On a smaller scale, pjaċiri is a way of life to get ahead.As Godfrey Anthony Pirotta argued in an article last year, clientelism is deeply ingrained in Maltese culture and has a pervasive influence on our lives. It is clear that we need wider cultural and institutional changes if Malta is to take this problem seriously.
Our education system fails in providing an approach to critical democratic engagement, so clientelism continues to be tolerated. This is symptomatic of a broader systemic failure which places corruption as a basis for voting, as a desirable thing which delivers social and economic conveniences.
Many will rightly point out that it is impossible to completely eliminate corruption and clientelism. They have also often suggested political measures which aim to reduce them. They include reducing the number of MPs, increasing their wages and making them full-time.
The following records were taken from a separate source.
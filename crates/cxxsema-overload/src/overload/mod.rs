//! Overload resolution for function calls.
//!
//! Selects the best matching function from a set of candidates based on
//! the implicit conversion sequences of the arguments.
//!
//! ## Algorithm
//!
//! 1. Filter candidates by argument count (considering default arguments
//!    and a trailing ellipsis)
//! 2. Build a [`ConversionCost`] per (argument, parameter) pair; any
//!    argument without a conversion removes the candidate
//! 3. For member calls, build the implicit-object cost (const objects
//!    exclude non-const methods; derived-to-base `this` adjustment is
//!    recorded but not penalized)
//! 4. Rank the viable candidates by per-argument domination and report
//!    ambiguity when no candidate beats every other

mod ranking;

pub use ranking::find_best_match;

use cxxsema_core::{
    Argument, DataType, FunctionKind, Qualifiers, SemaError, Span, TypeHash,
};
use cxxsema_registry::TypeRegistry;

use crate::conversion::{UdcMode, implicit_conversion_sequence};
use crate::cost::{ConversionCost, Rank, ReferenceBinding, SequenceCost};

/// Result of successful overload resolution.
#[derive(Debug, Clone)]
pub struct OverloadMatch {
    /// The selected function.
    pub func_hash: TypeHash,
    /// Cost of binding the implicit object parameter, for member calls.
    pub object_cost: Option<ConversionCost>,
    /// Conversion cost per parameter (`None` = default argument used).
    pub arg_costs: Vec<Option<ConversionCost>>,
}

/// Resolve an overloaded free-function call.
///
/// # Arguments
///
/// * `candidates` - function hashes to consider
/// * `args` - the call arguments
/// * `registry` - type and function storage
/// * `span` - call site, for error reporting
pub fn resolve_overload(
    candidates: &[TypeHash],
    args: &[Argument],
    registry: &TypeRegistry,
    span: Span,
) -> Result<OverloadMatch, SemaError> {
    resolve(candidates, None, args, registry, span)
}

/// Resolve an overloaded member-function call.
///
/// The object argument binds the implicit object parameter: a const object
/// only reaches const methods, and a derived object reaching a base-class
/// method records the inheritance distance without being penalized against
/// sibling candidates.
pub fn resolve_method_overload(
    candidates: &[TypeHash],
    object: &Argument,
    args: &[Argument],
    registry: &TypeRegistry,
    span: Span,
) -> Result<OverloadMatch, SemaError> {
    resolve(candidates, Some(object), args, registry, span)
}

fn resolve(
    candidates: &[TypeHash],
    object: Option<&Argument>,
    args: &[Argument],
    registry: &TypeRegistry,
    span: Span,
) -> Result<OverloadMatch, SemaError> {
    if candidates.is_empty() {
        return Err(SemaError::Internal {
            message: "no candidates for overload resolution".to_string(),
        });
    }

    // Fast path: single candidate.
    if candidates.len() == 1 {
        return try_match_candidate(candidates[0], object, args, registry)
            .ok_or_else(|| no_matching_overload_error(candidates, args, registry, span));
    }

    let viable: Vec<_> = candidates
        .iter()
        .filter_map(|&hash| try_match_candidate(hash, object, args, registry))
        .collect();

    if viable.is_empty() {
        return Err(no_matching_overload_error(candidates, args, registry, span));
    }

    ranking::find_best_match(&viable, registry, span)
}

/// Try to match arguments against a candidate function.
///
/// Returns `None` when the candidate is not viable: wrong arity, an
/// argument without a conversion sequence, or a const-mismatched object.
fn try_match_candidate(
    func_hash: TypeHash,
    object: Option<&Argument>,
    args: &[Argument],
    registry: &TypeRegistry,
) -> Option<OverloadMatch> {
    let func = registry.get_function(func_hash)?;
    let def = &func.def;

    let object_cost = match (object, def.owner) {
        (Some(obj), Some(owner)) if func.kind == FunctionKind::Method => {
            Some(implied_object_cost(obj, owner, def.is_const, registry)?)
        }
        _ => None,
    };

    // Argument count, considering defaults and a trailing ellipsis.
    if args.len() < def.required_params() {
        return None;
    }
    if !def.is_variadic && args.len() > def.params.len() {
        return None;
    }

    let mut arg_costs = Vec::with_capacity(args.len().max(def.params.len()));
    for (arg, param) in args.iter().zip(def.params.iter()) {
        let cost = implicit_conversion_sequence(arg, &param.data_type, UdcMode::Allowed, registry);
        if !cost.converts() {
            return None;
        }
        arg_costs.push(Some(cost));
    }

    // Arguments consumed by the ellipsis convert at the worst viable rank.
    for arg in args.iter().skip(def.params.len()) {
        arg_costs.push(Some(
            SequenceCost::new(arg.data_type, arg.data_type, Rank::Ellipsis).into(),
        ));
    }

    // Defaulted parameters the call did not provide.
    for _ in args.len()..def.params.len() {
        arg_costs.push(None);
    }

    Some(OverloadMatch {
        func_hash,
        object_cost,
        arg_costs,
    })
}

/// Cost of binding the implicit object parameter.
///
/// The object binds by reference: exact class gives an identity binding,
/// a base-class method records the derived-to-base distance (treated
/// covariantly by the comparison), and calling a const method on a
/// non-const object records a top-level qualification widening.
fn implied_object_cost(
    object: &Argument,
    owner: TypeHash,
    method_is_const: bool,
    registry: &TypeRegistry,
) -> Option<ConversionCost> {
    let object_type = object.data_type;

    // A const object cannot call a non-const method.
    if object_type.is_const() && !method_is_const {
        return None;
    }

    let distance = registry.inheritance_distance(object_type.type_hash, owner)?;
    let target = DataType::simple(owner);
    let mut cost = if distance == 0 {
        SequenceCost::new(object_type, target, Rank::Identity)
    } else {
        let mut cost = SequenceCost::new(object_type, target, Rank::Conversion);
        cost.set_inheritance_distance(distance);
        cost
    };
    cost.set_reference_binding(ReferenceBinding::LvalueRef);
    if method_is_const && !object_type.is_const() {
        cost.add_qualification_adjustment(0, Qualifiers::CONST);
    }
    cost.set_implied_object();
    Some(cost.into())
}

/// Build the error for a call no candidate accepts.
fn no_matching_overload_error(
    candidates: &[TypeHash],
    args: &[Argument],
    registry: &TypeRegistry,
    span: Span,
) -> SemaError {
    let name = candidates
        .first()
        .and_then(|&hash| registry.get_function(hash))
        .map(|f| f.def.name.clone())
        .unwrap_or_else(|| "unknown".to_string());

    let args = args
        .iter()
        .map(|arg| registry.type_name(arg.data_type.type_hash))
        .collect::<Vec<_>>()
        .join(", ");

    SemaError::NoMatchingOverload { name, args, span }
}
In adopting these measures, one of the principal incentives for corrupt practices would be tackled – the desire for money – while also increasing the chances of electing candidates who will work for the interests of the broader population. Tackling clientelism is trickier when it is deeply ingrained in our culture. Strengthening checks and balances may reduce the influence of clientelism in politics.
For a state to tackle the climate crisis, it needs to function properly. As corruption and clientelism limit a state’s ability to respond to crises by redirecting resources and reducing meritocracy, a state should aim to keep these to a minimum.
Wider cultural change in which people actively stand up for the environment is also a way in which we can safeguard it against abuse. To be able to successfully tackle the climate crisis, we will need to make sure that the state is serving our interests not just the friends of friends (‘il-ħbieb tal-ħbieb’) of those in power.
The environment is a non-human entity. Now more than ever, it calls for each one of us to be its voice.
Miguel Azzopardi is a history student at the University of Edinburgh and a climate activist with Extinction Rebellion Malta.